## EXERCISE OBJECTIVE
Once you have checked the records that follow, state how many of their lines hold "street", giving the number only.
________________________________________
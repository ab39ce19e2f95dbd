use std::{
    fs,
    path::{Path, PathBuf},
};

use anyhow::ensure;
use clap::{ArgAction, Parser, ValueEnum};
use tracing::level_filters::LevelFilter;

use crate::{
    color::{ClusterSettings, ColorStrategy},
    errors::{GarmentError, Result},
    imageops::TensorLayout,
    vocabulary::{Vocabulary, DEFAULT_SEASONS, DEFAULT_STYLES},
};

const EXIT_CODES_HELP: &str = "\
Exit codes:
  0   report printed
  1   configuration or filesystem failure
  2   invalid command line
  10  nothing detected
  11  invalid box
  20  image could not be decoded
  21  inference failed";

#[derive(Debug, Clone, Copy, PartialEq, Eq, Default, ValueEnum)]
pub enum OutputFormat {
    #[default]
    Text,
    Json,
}

#[derive(Parser, Clone, Debug)]
#[command(version, about, long_about = None, after_help = EXIT_CODES_HELP)]
pub struct Config {
    /// Image to analyze
    #[arg(long)]
    pub image: PathBuf,

    #[arg(long, default_value = "best.onnx")]
    pub detector_model: PathBuf,

    #[arg(long, default_value = "style_season_model.onnx")]
    pub classifier_model: PathBuf,

    /// Newline separated detector class names, overrides the model metadata
    #[arg(long)]
    pub detector_labels: Option<PathBuf>,

    /// Detector letterbox size, read from the model when omitted
    #[arg(long)]
    pub detector_size: Option<u32>,

    #[arg(long, default_value_t = 0.25)]
    pub confidence: f32,

    #[arg(long, default_value_t = 0.7)]
    pub iou: f32,

    #[arg(long, default_value_t = 300)]
    pub max_detections: usize,

    #[arg(long, default_value_t = 224)]
    pub classifier_size: u32,

    #[arg(long, value_enum, default_value_t = TensorLayout::Nhwc)]
    pub classifier_layout: TensorLayout,

    #[arg(long, value_delimiter = ',', default_values_t = DEFAULT_STYLES.map(String::from))]
    pub style_labels: Vec<String>,

    #[arg(long, value_delimiter = ',', default_values_t = DEFAULT_SEASONS.map(String::from))]
    pub season_labels: Vec<String>,

    #[arg(long, default_value_t = 3)]
    pub clusters: usize,

    #[arg(long, default_value_t = 10)]
    pub restarts: usize,

    #[arg(long, default_value_t = 0)]
    pub seed: u64,

    #[arg(long, value_enum, default_value_t = ColorStrategy::FirstCluster)]
    pub color_strategy: ColorStrategy,

    /// Write debug_cropped.jpg and debug_full.jpg into this directory
    #[arg(long)]
    pub debug_dir: Option<PathBuf>,

    #[arg(long, value_enum, default_value_t = OutputFormat::Text)]
    pub format: OutputFormat,

    /// Exit with status 0 on every outcome
    #[arg(long)]
    pub legacy_exit_codes: bool,

    #[arg(short, long, default_value_t = 0)]
    pub device_id: i32,

    /// Increase log verbosity (-v info, -vv debug, -vvv trace)
    #[arg(short, long, action = ArgAction::Count)]
    pub verbose: u8,
}

/// Pipeline settings independent of the model backends.
#[derive(Debug, Clone, PartialEq)]
pub struct AnalysisOptions {
    pub style_labels: Vocabulary,
    pub season_labels: Vocabulary,
    pub clustering: ClusterSettings,
    pub debug_dir: Option<PathBuf>,
}

impl Default for AnalysisOptions {
    fn default() -> Self {
        Self {
            style_labels: Vocabulary::styles(),
            season_labels: Vocabulary::seasons(),
            clustering: ClusterSettings::default(),
            debug_dir: None,
        }
    }
}

#[derive(Debug, Clone, PartialEq)]
pub struct DetectorSettings {
    pub model_path: PathBuf,
    pub class_names: Option<Vec<String>>,
    pub input_size: Option<u32>,
    pub confidence: f32,
    pub iou: f32,
    pub max_detections: usize,
    pub device_id: i32,
}

impl Default for DetectorSettings {
    fn default() -> Self {
        Self {
            model_path: PathBuf::from("best.onnx"),
            class_names: None,
            input_size: None,
            confidence: 0.25,
            iou: 0.7,
            max_detections: 300,
            device_id: 0,
        }
    }
}

#[derive(Debug, Clone, PartialEq)]
pub struct ClassifierSettings {
    pub model_path: PathBuf,
    pub input_size: u32,
    pub layout: TensorLayout,
    pub device_id: i32,
}

impl Default for ClassifierSettings {
    fn default() -> Self {
        Self {
            model_path: PathBuf::from("style_season_model.onnx"),
            input_size: 224,
            layout: TensorLayout::Nhwc,
            device_id: 0,
        }
    }
}

impl Config {
    pub fn validate(&self) -> anyhow::Result<()> {
        ensure!(
            (0.0..=1.0).contains(&self.confidence),
            "--confidence must lie in [0, 1]"
        );
        ensure!((0.0..=1.0).contains(&self.iou), "--iou must lie in [0, 1]");
        ensure!(self.max_detections > 0, "--max-detections must be positive");
        ensure!(self.classifier_size > 0, "--classifier-size must be positive");
        ensure!(
            self.detector_size != Some(0),
            "--detector-size must be positive"
        );
        ensure!(self.clusters > 0, "--clusters must be positive");
        ensure!(self.restarts > 0, "--restarts must be positive");
        if let Some(dir) = &self.debug_dir {
            ensure!(
                dir.is_dir(),
                "debug directory {} does not exist",
                dir.display()
            );
        }
        Ok(())
    }

    pub fn log_level(&self) -> LevelFilter {
        match self.verbose {
            0 => LevelFilter::WARN,
            1 => LevelFilter::INFO,
            2 => LevelFilter::DEBUG,
            _ => LevelFilter::TRACE,
        }
    }

    pub fn analysis_options(&self) -> Result<AnalysisOptions> {
        Ok(AnalysisOptions {
            style_labels: Vocabulary::new("style", self.style_labels.iter().cloned())?,
            season_labels: Vocabulary::new("season", self.season_labels.iter().cloned())?,
            clustering: ClusterSettings {
                clusters: self.clusters,
                restarts: self.restarts,
                seed: self.seed,
                strategy: self.color_strategy,
            },
            debug_dir: self.debug_dir.clone(),
        })
    }

    pub fn detector_settings(&self) -> Result<DetectorSettings> {
        let class_names = self
            .detector_labels
            .as_deref()
            .map(load_labels)
            .transpose()?;

        Ok(DetectorSettings {
            model_path: self.detector_model.clone(),
            class_names,
            input_size: self.detector_size,
            confidence: self.confidence,
            iou: self.iou,
            max_detections: self.max_detections,
            device_id: self.device_id,
        })
    }

    pub fn classifier_settings(&self) -> ClassifierSettings {
        ClassifierSettings {
            model_path: self.classifier_model.clone(),
            input_size: self.classifier_size,
            layout: self.classifier_layout,
            device_id: self.device_id,
        }
    }
}

/// One label per non-empty line, in class index order.
pub fn load_labels(path: &Path) -> Result<Vec<String>> {
    let content = fs::read_to_string(path).map_err(|e| GarmentError::FileSystem {
        path: path.to_path_buf(),
        operation: "read labels".to_string(),
        source: e,
    })?;

    let labels: Vec<String> = content
        .lines()
        .map(str::trim)
        .filter(|l| !l.is_empty())
        .map(ToString::to_string)
        .collect();

    if labels.is_empty() {
        return Err(GarmentError::Configuration {
            message: format!("no detector labels in {}", path.display()),
        });
    }
    Ok(labels)
}

#[cfg(test)]
mod tests {
    use super::*;
    use tempfile::TempDir;

    fn parse(args: &[&str]) -> Config {
        Config::try_parse_from(std::iter::once("garment-analyzer").chain(args.iter().copied()))
            .unwrap()
    }

    #[test]
    fn test_defaults() {
        let config = parse(&["--image", "photo.jpg"]);
        assert_eq!(config.image, PathBuf::from("photo.jpg"));
        assert_eq!(config.style_labels, DEFAULT_STYLES);
        assert_eq!(config.season_labels, DEFAULT_SEASONS);
        assert_eq!(config.classifier_size, 224);
        assert_eq!(config.color_strategy, ColorStrategy::FirstCluster);
        assert_eq!(config.format, OutputFormat::Text);
        assert!(config.debug_dir.is_none());
        assert!(!config.legacy_exit_codes);
        assert_eq!(config.log_level(), LevelFilter::WARN);
        assert!(config.validate().is_ok());

        let options = config.analysis_options().unwrap();
        assert_eq!(options, AnalysisOptions::default());
        assert_eq!(config.classifier_settings(), ClassifierSettings::default());
        assert_eq!(config.detector_settings().unwrap(), DetectorSettings::default());
    }

    #[test]
    fn test_image_is_required() {
        assert!(Config::try_parse_from(["garment-analyzer"]).is_err());
    }

    #[test]
    fn test_custom_vocabularies_and_strategy() {
        let config = parse(&[
            "--image",
            "a.png",
            "--style-labels",
            "street,office",
            "--season-labels",
            "dry,wet",
            "--color-strategy",
            "largest-cluster",
            "--classifier-layout",
            "nchw",
            "-vv",
        ]);
        let options = config.analysis_options().unwrap();
        assert_eq!(options.style_labels.labels(), ["street", "office"]);
        assert_eq!(options.season_labels.labels(), ["dry", "wet"]);
        assert_eq!(options.clustering.strategy, ColorStrategy::LargestCluster);
        assert_eq!(config.classifier_settings().layout, TensorLayout::Nchw);
        assert_eq!(config.log_level(), LevelFilter::DEBUG);
    }

    #[test]
    fn test_blank_vocabulary_label_is_a_configuration_error() {
        let config = parse(&["--image", "a.png", "--style-labels", "casual,,sport"]);
        let err = config.analysis_options().unwrap_err();
        assert!(matches!(err, GarmentError::Configuration { .. }));
        assert_eq!(err.exit_code(), crate::errors::exit_code::FAILURE);
    }

    #[test]
    fn test_validation_rejects_out_of_range_values() {
        let config = parse(&["--image", "a.png", "--confidence", "1.5"]);
        assert!(config.validate().is_err());

        let config = parse(&["--image", "a.png", "--clusters", "0"]);
        assert!(config.validate().is_err());

        let config = parse(&["--image", "a.png", "--debug-dir", "/definitely/not/here"]);
        assert!(config.validate().is_err());
    }

    #[test]
    fn test_load_labels() -> Result<()> {
        let temp_dir = TempDir::new()?;
        let path = temp_dir.path().join("labels.txt");
        fs::write(&path, "shirt\n\n  dress \ncoat\n")?;
        assert_eq!(load_labels(&path)?, vec!["shirt", "dress", "coat"]);

        fs::write(&path, "\n\n")?;
        assert!(matches!(
            load_labels(&path),
            Err(GarmentError::Configuration { .. })
        ));

        assert!(matches!(
            load_labels(&temp_dir.path().join("missing.txt")),
            Err(GarmentError::FileSystem { .. })
        ));
        Ok(())
    }
}
/// Axis-aligned box in source image pixels, `(x1, y1)` top-left and
/// `(x2, y2)` bottom-right.
#[derive(Debug, Clone, Copy, PartialEq)]
pub struct BoundingBox {
    pub x1: f32,
    pub y1: f32,
    pub x2: f32,
    pub y2: f32,
}

impl BoundingBox {
    pub const fn new(x1: f32, y1: f32, x2: f32, y2: f32) -> Self {
        Self { x1, y1, x2, y2 }
    }

    pub fn from_center(cx: f32, cy: f32, w: f32, h: f32) -> Self {
        Self::new(cx - w / 2.0, cy - h / 2.0, cx + w / 2.0, cy + h / 2.0)
    }

    pub fn area(&self) -> f32 {
        (self.x2 - self.x1).max(0.0) * (self.y2 - self.y1).max(0.0)
    }

    pub fn iou(&self, other: &Self) -> f32 {
        let w = (self.x2.min(other.x2) - self.x1.max(other.x1)).max(0.0);
        let h = (self.y2.min(other.y2) - self.y1.max(other.y1)).max(0.0);
        let intersection = w * h;
        let union = self.area() + other.area() - intersection;
        if union <= 0.0 {
            0.0
        } else {
            intersection / union
        }
    }

    /// Truncates to integer pixels and clamps to `[0, width] x [0, height]`.
    /// Returns `None` when nothing of the box remains.
    pub fn clamp_to(&self, width: u32, height: u32) -> Option<CropRect> {
        let x1 = (self.x1 as i64).max(0);
        let y1 = (self.y1 as i64).max(0);
        let x2 = (self.x2 as i64).min(i64::from(width));
        let y2 = (self.y2 as i64).min(i64::from(height));

        if x2 <= x1 || y2 <= y1 {
            return None;
        }

        Some(CropRect {
            x: x1 as u32,
            y: y1 as u32,
            width: (x2 - x1) as u32,
            height: (y2 - y1) as u32,
        })
    }
}

/// Non-empty pixel rectangle lying inside the image it was clamped to.
#[derive(Debug, Clone, Copy, PartialEq, Eq)]
pub struct CropRect {
    pub x: u32,
    pub y: u32,
    pub width: u32,
    pub height: u32,
}

#[derive(Debug, Clone, PartialEq)]
pub struct Detection {
    pub class_id: usize,
    pub confidence: f32,
    pub bbox: BoundingBox,
}

impl Detection {
    pub const fn new(class_id: usize, confidence: f32, bbox: BoundingBox) -> Self {
        Self {
            class_id,
            confidence,
            bbox,
        }
    }
}

/// Highest-confidence detection. The earliest candidate wins ties.
pub fn select_best(detections: &[Detection]) -> Option<&Detection> {
    detections.iter().fold(None, |best, det| match best {
        Some(b) if det.confidence <= b.confidence || det.confidence.is_nan() => Some(b),
        Some(_) => Some(det),
        None if det.confidence.is_nan() => None,
        None => Some(det),
    })
}

/// Class-aware non-maximum suppression. The result is ordered by descending
/// confidence and holds at most `max_detections` entries.
pub fn non_max_suppression(
    mut candidates: Vec<Detection>,
    iou_threshold: f32,
    max_detections: usize,
) -> Vec<Detection> {
    candidates.sort_by(|a, b| b.confidence.total_cmp(&a.confidence));

    let mut kept: Vec<Detection> = Vec::new();
    for candidate in candidates {
        if kept.len() >= max_detections {
            break;
        }
        let suppressed = kept.iter().any(|k| {
            k.class_id == candidate.class_id && k.bbox.iou(&candidate.bbox) > iou_threshold
        });
        if !suppressed {
            kept.push(candidate);
        }
    }
    kept
}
________________________________________
## SOLUTION FOR THIS EXERCISE
2